Under the Employment Standards Act, 2000 (ESA) a person's employment is ended if the company:

- dismisses or stops employing a staff member, including where a worker is no longer employed due to the bankruptcy or insolvency of the company;
- "constructively" dismisses a staff member and employment the employee resigns, in response, within a sensible time;
- lays an employee off for a duration that is longer than a "short-term layoff".
Most of the times, when an employer ends the work of a worker who has been continually employed for three months, the company should provide the employee with either composed notification of termination, termination pay or a combination (as long as the notice and the number of weeks of termination pay together equal the length of notification the worker is entitled to get).

The ESA does not require an employer to give an employee a factor why their work is being terminated. There are, however, some scenarios where an employer can not end a staff member's employment even if the company is prepared to provide proper composed notification or termination pay. For instance, an employer can not end somebody's work, or punish them in any other way, if any part of the factor for the termination of work is based upon the staff member asking questions about the ESA or working out a right under the ESA, such as refusing to work in excess of the everyday or weekly hours of work optimums, or taking a leave of absence specified in the ESA. Please see the chapter on reprisals.

Qualifying for termination notice or pay in lieu

Certain staff members are not entitled to observe of termination or termination pay under the ESA. Examples include: employees who are guilty of wilful misbehavior, disobedience, or wilful overlook of task that is not trivial and has actually not been excused by the employer. Other examples include building employees, employees on momentary layoff, workers who refuse an offer of reasonable alternative employment and workers who have actually been utilized less than 3 months.

There are a number of other exemptions to the termination of employment arrangements of the ESA. See "Exemptions to observe of termination or termination pay." Please also refer to the special rule tool.

The termination-of-employment guidelines are entirely separate from any entitlements an employee might need to be paid discontinuance wage under the ESA.

Constructive dismissal

A useful termination might take place when an employer makes a significant modification to an essential term or condition of a worker's work without the worker's real or implied authorization.

For instance, a worker might be constructively dismissed if the company makes modifications to the worker's conditions of work that result in a significant reduction in income or a considerable unfavorable modification in such things as the employee's work area, hours of work, authority, or position. Constructive dismissal might likewise consist of scenarios where an employer harasses or abuses a worker, or an employer gives a staff member an ultimatum to "stop or be fired" and the worker resigns in response.

The staff member would have to resign in reaction to the change within a reasonable amount of time in order for the company's actions to be thought about a termination of employment for functions of the ESA.

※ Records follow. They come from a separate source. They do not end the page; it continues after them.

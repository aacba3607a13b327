//! JPEG decode and snapshot encode through the `image` crate.

use std::path::Path;

use image::{ExtendedColorType, ImageFormat};

use crate::error::{CameraError, CameraResult};
use crate::sink::{ImageCodec, PixelFrame};

#[derive(Debug, Clone, Copy, Default)]
pub struct JpegCodec;

impl ImageCodec for JpegCodec {
    fn decode(&self, jpeg: &[u8]) -> CameraResult<PixelFrame> {
        let rgb = image::load_from_memory_with_format(jpeg, ImageFormat::Jpeg)?.to_rgb8();
        Ok(PixelFrame {
            width: rgb.width(),
            height: rgb.height(),
            data: rgb.into_raw(),
        })
    }

    fn save(&self, frame: &PixelFrame, path: &Path) -> CameraResult<()> {
        image::save_buffer_with_format(
            path,
            &frame.data,
            frame.width,
            frame.height,
            ExtendedColorType::Rgb8,
            ImageFormat::Jpeg,
        )
        .map_err(|e| CameraError::SinkWrite(format!("{}: {e}", path.display())))
    }
}

#[cfg(test)]
mod tests {
    use super::*;
    use image::{Rgb, RgbImage};
    use std::io::Cursor;

    fn tiny_jpeg(width: u32, height: u32) -> Vec<u8> {
        let img = RgbImage::from_pixel(width, height, Rgb([200, 40, 10]));
        let mut out = Cursor::new(Vec::new());
        img.write_to(&mut out, ImageFormat::Jpeg).unwrap();
        out.into_inner()
    }

    #[test]
    fn decodes_dimensions() {
        let frame = JpegCodec.decode(&tiny_jpeg(16, 8)).unwrap();
        assert_eq!(frame.dimensions(), (16, 8));
        assert_eq!(frame.data.len(), 16 * 8 * 3);
    }

    #[test]
    fn rejects_garbage() {
        let err = JpegCodec.decode(b"definitely not a jpeg").unwrap_err();
        assert!(matches!(err, CameraError::Decode(_)));
    }

    #[test]
    fn saves_snapshot() {
        let tmp = tempfile::tempdir().unwrap();
        let path = tmp.path().join("still.jpg");
        let frame = JpegCodec.decode(&tiny_jpeg(4, 4)).unwrap();
        JpegCodec.save(&frame, &path).unwrap();

        let reread = JpegCodec.decode(&std::fs::read(&path).unwrap()).unwrap();
        assert_eq!(reread.dimensions(), (4, 4));
    }
}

Constructive dismissal is a complex and difficult topic. For more information on constructive termination, please contact the Employment Standards Information Centre at 1-800-531-5551.

Temporary layoff

A worker is on momentary layoff when a company cuts down or stops the staff member's work without ending their employment (for example, laying somebody off at times when there is not enough work to do). The mere truth that the company does not define a recall date when laying the staff member off does not always indicate that the lay-off is not short-term. Note, however, that a lay-off, even if intended to be momentary, might lead to constructive dismissal if it is not enabled by the employment agreement.

For the purposes of the termination arrangements of the ESA, a "week of layoff" is a week in which the worker made less than half of what they would generally make (or makes typically) in a week.

A week of layoff does not include any week in which the worker did not work for one or more days since the staff member was not able or readily available to work, underwent disciplinary suspension, or was not provided with work because of a strike or lockout at their place of employment or somewhere else.

Employers are not required under the ESA to provide staff members with a written notification of a short-lived layoff, nor do they have to supply a factor for the lay-off. (They may, nevertheless, be required to do these things under a collective agreement or an employment agreement.)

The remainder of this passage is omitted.